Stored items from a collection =
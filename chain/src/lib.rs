//! The chain collaborator seam.
//!
//! The gateway consumes head-state snapshots and a slot-advancing transition from
//! whatever drives fork choice. Both are behind one trait so that tests can pin the
//! head wherever they need it.

use std::sync::Arc;

use anyhow::Result;
use types::{config::Config, phase0::primitives::Slot, state::BeaconState};

pub trait Controller: Send + Sync {
    fn chain_config(&self) -> &Config;

    /// A snapshot of the state at the current head. Snapshots are immutable;
    /// concurrent readers share them freely.
    fn head_state(&self) -> Result<Arc<BeaconState>>;

    /// Advances `state` to `slot` if the implementation's policy allows it.
    ///
    /// The returned state supersedes the input and must be the one used for all
    /// further validation in the request. Implementations may refuse advancement
    /// that exceeds their policy bound.
    fn process_slots_if_possible(
        &self,
        state: Arc<BeaconState>,
        slot: Slot,
    ) -> Result<Arc<BeaconState>>;
}
use std::collections::HashMap;

use anyhow::Result;
use async_trait::async_trait;
use itertools::Itertools as _;
use tokio::sync::Mutex;
use types::{capella::containers::SignedBlsToExecutionChange, phase0::primitives::ValidatorIndex};

use crate::misc::{PoolError, DEFAULT_CAPACITY};

/// Staging for BLS-to-execution changes.
///
/// Staged changes stay in the pool until included in a block, even when a later
/// re-validation finds them stale; pruning is the pool owner's concern.
#[async_trait]
pub trait BlsToExecutionChangePool: Send + Sync {
    async fn insert_bls_to_execution_change(
        &self,
        change: SignedBlsToExecutionChange,
    ) -> Result<(), PoolError>;

    async fn pending_bls_to_execution_changes(&self) -> Result<Vec<SignedBlsToExecutionChange>>;
}

/// In-memory staging keyed by validator index. Withdrawal credentials can only
/// rotate away from BLS once, so one change per validator is kept.
#[derive(Debug)]
pub struct MemoryBlsToExecutionChangePool {
    changes: Mutex<HashMap<ValidatorIndex, SignedBlsToExecutionChange>>,
    capacity: usize,
}

impl MemoryBlsToExecutionChangePool {
    #[must_use]
    pub fn with_capacity(capacity: usize) -> Self {
        Self {
            changes: Mutex::new(HashMap::new()),
            capacity,
        }
    }
}

impl Default for MemoryBlsToExecutionChangePool {
    fn default() -> Self {
        Self::with_capacity(DEFAULT_CAPACITY)
    }
}

#[async_trait]
impl BlsToExecutionChangePool for MemoryBlsToExecutionChangePool {
    async fn insert_bls_to_execution_change(
        &self,
        change: SignedBlsToExecutionChange,
    ) -> Result<(), PoolError> {
        let mut changes = self.changes.lock().await;
        let index = change.message.validator_index;

        if changes.contains_key(&index) {
            return Ok(());
        }

        if changes.len() >= self.capacity {
            return Err(PoolError::Full);
        }

        changes.insert(index, change);
        Ok(())
    }

    async fn pending_bls_to_execution_changes(&self) -> Result<Vec<SignedBlsToExecutionChange>> {
        Ok(self.changes.lock().await.values().copied().collect_vec())
    }
}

Task instructions = Output the records exactly, so that each line matches what was given.

Response area =
filename chain/src/lib.rs
//! The chain collaborator seam.
//!
//! The gateway consumes head-state snapshots and a slot-advancing transition from
//! whatever drives fork choice. Both are behind one trait so that tests can pin the
//! head wherever they need it.

use std::sync::Arc;

use anyhow::Result;
use types::{config::Config, phase0::primitives::Slot, state::BeaconState};

pub trait Controller: Send + Sync {
    fn chain_config(&self) -> &Config;

    /// A snapshot of the state at the current head. Snapshots are immutable;
    /// concurrent readers share them freely.
    fn head_state(&self) -> Result<Arc<BeaconState>>;

    /// Advances `state` to `slot` if the implementation's policy allows it.
    ///
    /// The returned state supersedes the input and must be the one used for all
    /// further validation in the request. Implementations may refuse advancement
    /// that exceeds their policy bound.
    fn process_slots_if_possible(
        &self,
        state: Arc<BeaconState>,
        slot: Slot,
    ) -> Result<Arc<BeaconState>>;
}
use std::collections::HashMap;

use anyhow::Result;
use async_trait::async_trait;
use itertools::Itertools as _;
use tokio::sync::Mutex;
use types::{capella::containers::SignedBlsToExecutionChange, phase0::primitives::ValidatorIndex};

use crate::misc::{PoolError, DEFAULT_CAPACITY};

/// Staging for BLS-to-execution changes.
///
/// Staged changes stay in the pool until included in a block, even when a later
/// re-validation finds them stale; pruning is the pool owner's concern.
#[async_trait]
pub trait BlsToExecutionChangePool: Send + Sync {
    async fn insert_bls_to_execution_change(
        &self,
        change: SignedBlsToExecutionChange,
    ) -> Result<(), PoolError>;

    async fn pending_bls_to_execution_changes(&self) -> Result<Vec<SignedBlsToExecutionChange>>;
}

/// In-memory staging keyed by validator index. Withdrawal credentials can only
/// rotate away from BLS once, so one change per validator is kept.
#[derive(Debug)]
pub struct MemoryBlsToExecutionChangePool {
    changes: Mutex<HashMap<ValidatorIndex, SignedBlsToExecutionChange>>,
    capacity: usize,
}

impl MemoryBlsToExecutionChangePool {
    #[must_use]
    pub fn with_capacity(capacity: usize) -> Self {
        Self {
            changes: Mutex::new(HashMap::new()),
            capacity,
        }
    }
}

impl Default for MemoryBlsToExecutionChangePool {
    fn default() -> Self {
        Self::with_capacity(DEFAULT_CAPACITY)
    }
}

#[async_trait]
impl BlsToExecutionChangePool for MemoryBlsToExecutionChangePool {
    async fn insert_bls_to_execution_change(
        &self,
        change: SignedBlsToExecutionChange,
    ) -> Result<(), PoolError> {
        let mut changes = self.changes.lock().await;
        let index = change.message.validator_index;

        if changes.contains_key(&index) {
            return Ok(());
        }

        if changes.len() >= self.capacity {
            return Err(PoolError::Full);
        }

        changes.insert(index, change);
        Ok(())
    }

    async fn pending_bls_to_execution_changes(&self) -> Result<Vec<SignedBlsToExecutionChange>> {
        Ok(self.changes.lock().await.values().copied().collect_vec())
    }
}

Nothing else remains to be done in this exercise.